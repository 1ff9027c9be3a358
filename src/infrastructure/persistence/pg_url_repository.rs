//! PostgreSQL implementation of the short URL repository.

use async_trait::async_trait;
use chrono::{DateTime, Utc};
use sqlx::PgPool;
use std::sync::Arc;

use crate::domain::entities::{NewShortUrl, ShortUrl};
use crate::domain::repositories::{InsertOutcome, UrlRepository};
use crate::error::AppError;

/// PostgreSQL repository for short URL mappings.
pub struct PgUrlRepository {
    pool: Arc<PgPool>,
}

impl PgUrlRepository {
    pub fn new(pool: Arc<PgPool>) -> Self {
        Self { pool }
    }
}

#[derive(sqlx::FromRow)]
struct ShortUrlRow {
    short_id: String,
    long_url: String,
    created_at: DateTime<Utc>,
}

impl From<ShortUrlRow> for ShortUrl {
    fn from(row: ShortUrlRow) -> Self {
        ShortUrl::new(row.short_id, row.long_url, row.created_at)
    }
}

#[async_trait]
impl UrlRepository for PgUrlRepository {
    async fn insert_if_absent(
        &self,
        new_url: NewShortUrl,
    ) -> Result<InsertOutcome<ShortUrl>, AppError> {
        // No conflict target: a clash on either unique column is a duplicate.
        let row = sqlx::query_as::<_, ShortUrlRow>(
            r#"
            INSERT INTO short_urls (short_id, long_url)
            VALUES ($1, $2)
            ON CONFLICT DO NOTHING
            RETURNING short_id, long_url, created_at
            "#,
        )
        .bind(&new_url.short_id)
        .bind(&new_url.long_url)
        .fetch_optional(self.pool.as_ref())
        .await?;

        Ok(match row {
            Some(row) => InsertOutcome::Inserted(row.into()),
            None => InsertOutcome::Duplicate,
        })
    }

    async fn find_by_short_id(&self, short_id: &str) -> Result<Option<ShortUrl>, AppError> {
        let row = sqlx::query_as::<_, ShortUrlRow>(
            "SELECT short_id, long_url, created_at FROM short_urls WHERE short_id = $1",
        )
        .bind(short_id)
        .fetch_optional(self.pool.as_ref())
        .await?;

        Ok(row.map(ShortUrl::from))
    }

    async fn find_by_long_url(&self, long_url: &str) -> Result<Option<ShortUrl>, AppError> {
        let row = sqlx::query_as::<_, ShortUrlRow>(
            "SELECT short_id, long_url, created_at FROM short_urls WHERE long_url = $1",
        )
        .bind(long_url)
        .fetch_optional(self.pool.as_ref())
        .await?;

        Ok(row.map(ShortUrl::from))
    }

    async fn count(&self) -> Result<i64, AppError> {
        let count: i64 = sqlx::query_scalar("SELECT COUNT(*) FROM short_urls")
            .fetch_one(self.pool.as_ref())
            .await?;

        Ok(count)
    }

    async fn ping(&self) -> Result<(), AppError> {
        sqlx::query("SELECT 1")
            .execute(self.pool.as_ref())
            .await?;

        Ok(())
    }
}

----------

| ASSIGNED TASK |
Where the word "domain" occurs in a line of the records, copy that line.

| ANSWER AREA |
use crate::domain::entities::{NewShortUrl, ShortUrl};
use crate::domain::repositories::{InsertOutcome, UrlRepository};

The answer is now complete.